4. CHRONIC OBSTRUCTIVE PULMONARY DISEASE (COPD)

COPD refers to respiratory disease due to noxious stimuli which is characterized by irreversible or incompletely reversible airflow obstruction. The primary cause of COPD is first‐ or second‐hand tobacco smoke. Additional environmental risk factors include exposure to indoor and outdoor pollution, dust, and hazardous fumes.22 According to the Global Disease Burden Study of 2017, an estimated 272 million people worldwide are afflicted with COPD.23 In 2017, COPD led to 3.2 million deaths worldwide.23 Over 90% of deaths from COPD are in low‐ and middle‐income countries.22 In 2017, COPD was seventh leading cause of years of life lost. By 2040, it is expected to be the fourth leading cause.23 Patients with COPD may suffer from a spectrum of SRBD, including OSA, sleep‐related hypoventilation, and central sleep apnea (CSA).

4.1. Respiratory changes during sleep in COPD

In patients with COPD, the respiratory changes during sleep underlie a spectrum of SRBD. COPD is not a homogenous disease entity and it may manifest with varying degrees of chronic bronchitis and emphysema.4 Among patients with predominant emphysema, there is pre‐existing downward displacement of the diaphragm which is worsened during sleep. This puts the diaphragm at a mechanical disadvantage for breathing which is compensated using the accessory muscles during the awake state. However, during sleep (especially REM stage) there is diminished function of the accessory muscles, which may worsen hypoventilation in these patients.24 This results in frequent awakenings, reduced sleep efficiency and quality, and reduced REM sleep in COPD patients.25 Thus, patients with COPD have sustained hypoxemia during sleep due to a combination of ventilation‐perfusion mismatch and hypoventilation.26

5. OVERLAP SYNDROME (OS)

OS refers to the co‐existence of the OSA and COPD in the same patient.27 The co‐existence of the two conditions due to chance alone can yield a population prevalence of 1%.4 Bednarek et al showed the prevalence of OS to be 1% in a population study and concluded that neither OSA predisposes for COPD, nor vice versa.3 Other epidemiological studies have produced high variable results, possibly due to confounding risk factors in the studied samples. For instance, the prevalence of OSA in COPD patients has varied from 11% to 45%.28, 29, 30, 31 On the other hand, the prevalence of COPD in OSA patients has ranged from 9% to 41% in different studies.3, 31, 32, 33 It is also emphasized that definitions of OSA and COPD have varied between studies. Different apnea hypopnea index (AHI) cutoffs have been used to diagnose OSA in these studies.

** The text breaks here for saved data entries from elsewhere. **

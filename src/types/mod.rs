//! Core domain types for imp.
//!
//! This module contains the types shared by planning, packaging and the pipeline:
//! - `Configuration` - Normalized settings for one manifest entry
//! - `Plan` - A single resize/variant instruction
//! - `Preset` - Named plan recipes
//! - `ImageFormat` / `PackageType` - Output encodings and container flavors
//! - `Colour` - Background matte colour

mod colour;
mod config;
mod format;
mod plan;
mod preset;

pub use colour::Colour;
pub use config::{expand_extensions, Configuration, DEFAULT_EXTENSIONS};
pub use format::{ImageFormat, PackageType};
pub use plan::Plan;
pub use preset::{Preset, ScaleSet};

Patients with COPD with predominant emphysema and severe airflow obstruction may be protected against developing OSA. This is because the hyperinflated emphysematous lungs reduce the collapsibility of the upper airways by a caudal traction effect.34 Patients with severe COPD and emphysema also have lower body mass indices (BMIs), which is also protective against OSA.35 In contrast, patients with relatively mild COPD who have a higher BMI tend to develop OSA, leading to the OS at a younger age.28, 34, 36 These patients may be heavy smokers with higher cumulation of pack‐years, which contributes to upper airway inflammation and OSA.30, 37 Furthermore, they often develop right heart failure at an earlier age. These patients experience rostral fluid shifts at night which worsens obstructive events due to edema of neck structures.38

Hence, the complex interaction between sleep, body‐mass index, and COPD may either prevent or promote development of OS. Further, OS is only one manifestation of an entire spectrum of potential SRBD in COPD patients. Specifically, depending on the relative severity of obesity and emphysema, the patients may develop hypercapnia due to obesity hypoventilation syndrome (OHS) or sleep‐related hypoventilation, respectively. Finally, patients with COPD may be at increased risk of left ventricular failure which is a known precipitant of central sleep apnea (CSA).39 There is a paucity of literature which has examined the prevalence of CSA in COPD or OS patients.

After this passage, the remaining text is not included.